A literal interpretation of this post’s message to faculty members and program heads might be this: listen to some graduation speeches, identify the GFYG goals that you want your students to achieve, and then find ways to integrate those goals into your curriculum. Admittedly, I would be delighted if even one person took that suggestion to heart. But I have a better one, and it’s a strategy you can implement any time of the year (not just at graduations). It’s a variation of two related strategies I learned from Laura Vanderkam, author of 168 Hours: You have more time than you think.

Vanderkam’s strategies are motivated by the fact that we all have lots of great goals that are important to us but don’t necessarily get achieved… in part, she posits, because we don’t have a way to translate our “100 wishes and dreams” list into a “What I should do in the next 12 months” list. Sounds familiar, right? Her pro-tip is to be concrete about it by writing either (1) your next year’s Christmas letter – the family resume of adventures and activities you’d like to be able to send as an insert with next winter’s holiday greetings, or (2) your next year’s performance review – the report of achievements and activities you’d like to be able to show your boss when it’s time to discuss next year’s salary. In other words, Vanderkam advises us to sit down and write – yes, actually write – one of these documents as if we’re a year in the future, looking back on what we’ve already accomplished. Writing with this frame of mind keeps us focused on what we truly value (or we wouldn’t include it in these documents) and on what’s relatively feasible (because we’re thinking in concrete terms).

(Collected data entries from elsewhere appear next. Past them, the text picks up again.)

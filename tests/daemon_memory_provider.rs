// tests/daemon_memory_provider.rs

mod common;
use crate::common::builders::{ActionSetBuilder, FilterSpecBuilder, device};
use crate::common::{Harness, RecordingRunner, init_tracing, wait_until, with_timeout};

use std::error::Error;
use std::path::PathBuf;
use std::sync::Arc;
use std::sync::atomic::{AtomicUsize, Ordering};

use hidkitd::device::{DeviceHandle, DeviceId, ReleaseHook};
use hidkitd::dispatch::{DispatchStats, EventDispatcher};
use hidkitd::engine::{Daemon, DaemonState, shutdown_channel};
use hidkitd::errors::HidkitError;
use hidkitd::provider::{MemoryProvider, Notification, notification_channel};
use hidkitd::types::EventKind;

type TestResult = Result<(), Box<dyn Error>>;

#[tokio::test]
async fn matching_device_triggers_exactly_one_connect_launch() -> TestResult {
    init_tracing();

    let mut h = Harness::new();
    let daemon = h
        .spawn(
            FilterSpecBuilder::new().vendor_id(1234).product_id(5678).build(),
            ActionSetBuilder::new().on_connect("/tmp/c.sh").build(),
        )
        .await;

    // Non-matching first; the matching one after it proves the first was seen.
    h.provider.plug(device(1234, 9999)).await;
    let id = h.provider.plug(device(1234, 5678)).await;

    let runner = h.runner.clone();
    wait_until(|| runner.invocation_count() == 1).await;

    let stats = daemon.stop().await;

    assert_eq!(h.runner.launches(), vec![PathBuf::from("/tmp/c.sh")]);
    let request = &h.runner.requests()[0];
    assert_eq!(request.kind, EventKind::Arrival);
    assert_eq!(request.device, id);
    assert_eq!(h.provider.release_count(&id), 1);
    assert_eq!(h.provider.outstanding_handles(), 0);
    assert_eq!(stats.launches, 1);
    Ok(())
}

#[tokio::test]
async fn device_present_at_startup_fires_once_during_catch_up() -> TestResult {
    init_tracing();

    let mut h = Harness::new();
    let present = h.provider.add_present(device(1, 2));
    h.provider.add_present(device(3, 4));

    let daemon = h
        .spawn(
            FilterSpecBuilder::new().vendor_id(1).build(),
            ActionSetBuilder::new()
                .on_connect("/tmp/c.sh")
                .on_disconnect("/tmp/d.sh")
                .build(),
        )
        .await;

    // Catch-up has finished by the time both subscriptions exist.
    assert_eq!(h.runner.invocation_count(), 1);
    assert_eq!(h.runner.requests()[0].device, present);
    assert_eq!(h.provider.release_count(&present), 1);

    // Removing it afterwards fires the disconnect action, not a second connect.
    h.provider.unplug(&present).await;
    let runner = h.runner.clone();
    wait_until(|| runner.invocation_count() == 2).await;

    daemon.stop().await;

    assert_eq!(
        h.runner.launches(),
        vec![PathBuf::from("/tmp/c.sh"), PathBuf::from("/tmp/d.sh")]
    );
    assert_eq!(h.provider.release_count(&present), 2);
    assert_eq!(h.provider.outstanding_handles(), 0);
    Ok(())
}

#[tokio::test]
async fn restart_against_same_present_device_fires_once_per_run() -> TestResult {
    init_tracing();

    for _run in 0..2 {
        let mut h = Harness::new();
        h.provider.add_present(device(1, 2));

        let daemon = h
            .spawn(
                FilterSpecBuilder::new().vendor_id(1).build(),
                ActionSetBuilder::new().on_connect("/tmp/c.sh").build(),
            )
            .await;
        daemon.stop().await;

        assert_eq!(h.runner.launches().len(), 1);
    }
    Ok(())
}

#[tokio::test]
async fn batch_of_n_devices_gives_n_invocations_and_n_releases() -> TestResult {
    init_tracing();

    let mut h = Harness::new();
    let daemon = h
        .spawn(
            FilterSpecBuilder::new().usage_page(1).build(),
            ActionSetBuilder::new().on_connect("/tmp/c.sh").build(),
        )
        .await;

    let devices = (0..5)
        .map(|i| hidkitd::device::DeviceProperties {
            primary_usage_page: Some(1),
            product_id: Some(100 + i),
            ..Default::default()
        })
        .collect();
    let ids = h.provider.plug_batch(devices).await;

    let runner = h.runner.clone();
    wait_until(|| runner.invocation_count() == 5).await;
    let stats = daemon.stop().await;

    // Delivery order is preserved within the batch.
    let seen: Vec<_> = h.runner.requests().into_iter().map(|r| r.device).collect();
    assert_eq!(seen, ids);
    for id in &ids {
        assert_eq!(h.provider.release_count(id), 1);
    }
    assert_eq!(stats.batches, 1);
    assert_eq!(stats.devices, 5);
    Ok(())
}

#[tokio::test]
async fn arrival_without_connect_script_launches_nothing_but_releases() -> TestResult {
    init_tracing();

    let mut h = Harness::new();
    let daemon = h
        .spawn(
            FilterSpecBuilder::new().vendor_id(7).build(),
            ActionSetBuilder::new().on_disconnect("/tmp/d.sh").build(),
        )
        .await;

    let id = h.provider.plug(device(7, 1)).await;
    let runner = h.runner.clone();
    wait_until(|| runner.invocation_count() == 1).await;

    let stats = daemon.stop().await;

    assert!(h.runner.launches().is_empty());
    assert_eq!(h.runner.requests()[0].script, None);
    assert_eq!(h.provider.release_count(&id), 1);
    assert_eq!(stats.launches, 0);
    assert_eq!(stats.devices, 1);
    Ok(())
}

#[tokio::test]
async fn removal_of_unmatched_device_is_ignored() -> TestResult {
    init_tracing();

    let mut h = Harness::new();
    let daemon = h
        .spawn(
            FilterSpecBuilder::new().vendor_id(7).build(),
            ActionSetBuilder::new().on_disconnect("/tmp/d.sh").build(),
        )
        .await;

    let other = h.provider.plug(device(8, 1)).await;
    h.provider.unplug(&other).await;
    let mine = h.provider.plug(device(7, 1)).await;
    h.provider.unplug(&mine).await;

    let runner = h.runner.clone();
    wait_until(|| runner.launches().len() == 1).await;
    daemon.stop().await;

    let removal: Vec<_> = h
        .runner
        .requests()
        .into_iter()
        .filter(|r| r.kind == EventKind::Removal)
        .map(|r| r.device)
        .collect();
    assert_eq!(removal, vec![mine]);
    assert_eq!(h.provider.issued_handles(), 2);
    assert_eq!(h.provider.outstanding_handles(), 0);
    Ok(())
}

#[tokio::test]
async fn refused_subscription_is_fatal_before_the_loop() -> TestResult {
    init_tracing();

    let (tx, rx) = notification_channel();
    let provider = MemoryProvider::new(tx);
    provider.add_present(device(1, 1));
    provider.refuse_subscriptions(EventKind::Arrival);

    let runner = RecordingRunner::new();
    let dispatcher = EventDispatcher::new(
        Arc::new(ActionSetBuilder::new().on_connect("/tmp/c.sh").build()),
        runner.clone(),
    );
    let (_shutdown, shutdown_rx) = shutdown_channel();
    let daemon = Daemon::new(
        provider.clone(),
        rx,
        dispatcher,
        FilterSpecBuilder::new().vendor_id(1).build(),
        shutdown_rx,
    );

    match with_timeout(daemon.run()).await {
        Err(HidkitError::Subscription(err)) => assert_eq!(err.kind, EventKind::Arrival),
        other => panic!("Expected SubscriptionError, got: {:?}", other),
    }
    assert_eq!(runner.invocation_count(), 0);
    Ok(())
}

#[tokio::test]
async fn matcher_build_failure_is_fatal_before_any_subscription() -> TestResult {
    init_tracing();

    let (tx, rx) = notification_channel();
    let provider = MemoryProvider::new(tx);
    provider.fail_base_filter("category unavailable");

    let dispatcher = EventDispatcher::new(
        Arc::new(ActionSetBuilder::new().on_connect("/tmp/c.sh").build()),
        RecordingRunner::new(),
    );
    let (_shutdown, shutdown_rx) = shutdown_channel();
    let mut daemon = Daemon::new(
        provider.clone(),
        rx,
        dispatcher,
        FilterSpecBuilder::new().vendor_id(1).build(),
        shutdown_rx,
    );

    let result = daemon.start().await;
    assert!(matches!(result, Err(HidkitError::MatcherBuild(_))));
    assert_eq!(daemon.state(), DaemonState::Starting);
    assert_eq!(provider.subscription_count(), 0);
    Ok(())
}

#[tokio::test]
async fn start_moves_to_monitoring_and_shutdown_stops_the_loop() -> TestResult {
    init_tracing();

    let (tx, rx) = notification_channel();
    let provider = MemoryProvider::new(tx);
    let dispatcher = EventDispatcher::new(
        Arc::new(ActionSetBuilder::new().on_connect("/tmp/c.sh").build()),
        RecordingRunner::new(),
    );
    let (shutdown, shutdown_rx) = shutdown_channel();
    let mut daemon = Daemon::new(
        provider.clone(),
        rx,
        dispatcher,
        FilterSpecBuilder::new().vendor_id(1).build(),
        shutdown_rx,
    );

    assert_eq!(daemon.state(), DaemonState::Starting);
    daemon.start().await?;
    assert_eq!(daemon.state(), DaemonState::Monitoring);
    assert_eq!(provider.subscription_count(), 2);

    // Raised before run(): the loop exits without waiting for events.
    shutdown.trigger();
    let stats = with_timeout(daemon.run()).await?;
    assert_eq!(stats.devices, 0);
    Ok(())
}

#[tokio::test]
async fn closed_notification_channel_ends_the_loop_with_an_error() -> TestResult {
    init_tracing();

    // The daemon listens on a channel whose only sender is already gone.
    let (tx, rx) = notification_channel();
    drop(tx);
    let (unused_tx, _unused_rx) = notification_channel();

    let dispatcher = EventDispatcher::new(
        Arc::new(ActionSetBuilder::new().on_connect("/tmp/c.sh").build()),
        RecordingRunner::new(),
    );
    let (_shutdown, shutdown_rx) = shutdown_channel();
    let daemon = Daemon::new(
        MemoryProvider::new(unused_tx),
        rx,
        dispatcher,
        FilterSpecBuilder::new().vendor_id(1).build(),
        shutdown_rx,
    );

    assert!(matches!(
        with_timeout(daemon.run()).await,
        Err(HidkitError::EventChannelClosed)
    ));
    Ok(())
}

#[derive(Default)]
struct CountingHook(AtomicUsize);

impl ReleaseHook for CountingHook {
    fn release(&self, _id: &DeviceId) {
        self.0.fetch_add(1, Ordering::SeqCst);
    }
}

#[tokio::test]
async fn notification_for_unknown_subscription_only_releases() -> TestResult {
    init_tracing();

    let runner = RecordingRunner::new();
    let mut dispatcher = EventDispatcher::new(
        Arc::new(ActionSetBuilder::new().on_connect("/tmp/c.sh").build()),
        runner.clone(),
    );

    let hook = Arc::new(CountingHook::default());
    let devices = ["a", "b"]
        .into_iter()
        .map(|id| {
            DeviceHandle::new(
                DeviceId::new(id),
                Arc::new(device(1, 1)),
                Arc::clone(&hook) as Arc<dyn ReleaseHook>,
            )
        })
        .collect();

    dispatcher
        .dispatch(Notification {
            subscription: 42,
            devices,
        })
        .await;

    assert_eq!(hook.0.load(Ordering::SeqCst), 2);
    assert_eq!(runner.invocation_count(), 0);
    assert_eq!(dispatcher.stats(), DispatchStats::default());
    Ok(())
}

My variation on these two strategies is to suggest that you sit down and write a commencement speech – namely, the speech that you’d like to deliver at your current students’ future graduation, looking back on their “past” achievements and inspiring them toward their next steps. Try to be concrete, as with Vanderkam’s strategies. Then take a look at what you wrote and analyze it:

  • What achievements did you highlight? The specific contents of your speech will tell you something important (and maybe new) about what you really want your students to do when they are in school. Are your current graduates earning similar achievements? Are they having the impact you have imagined, in and out of the classroom? How could you foster them to do more of what your speech envisions?
  • What future actions did you seek to inspire in your would-be graduates? Here your speech can provide insight into what you want your students to be able to after they leave your institution. Do your current graduates have the skills and knowledge (and attitudes) to take on these great deeds? Do you have assessments in place to tell? In what ways are your graduates ready for life’s future goals and challenges, and how can you help them further?

Leveraging your commencement speech to ask and answer these questions can guide you to enhance your curriculum in ways that will enable your students – once they do graduate – to actually go off and do what you truly hope they will.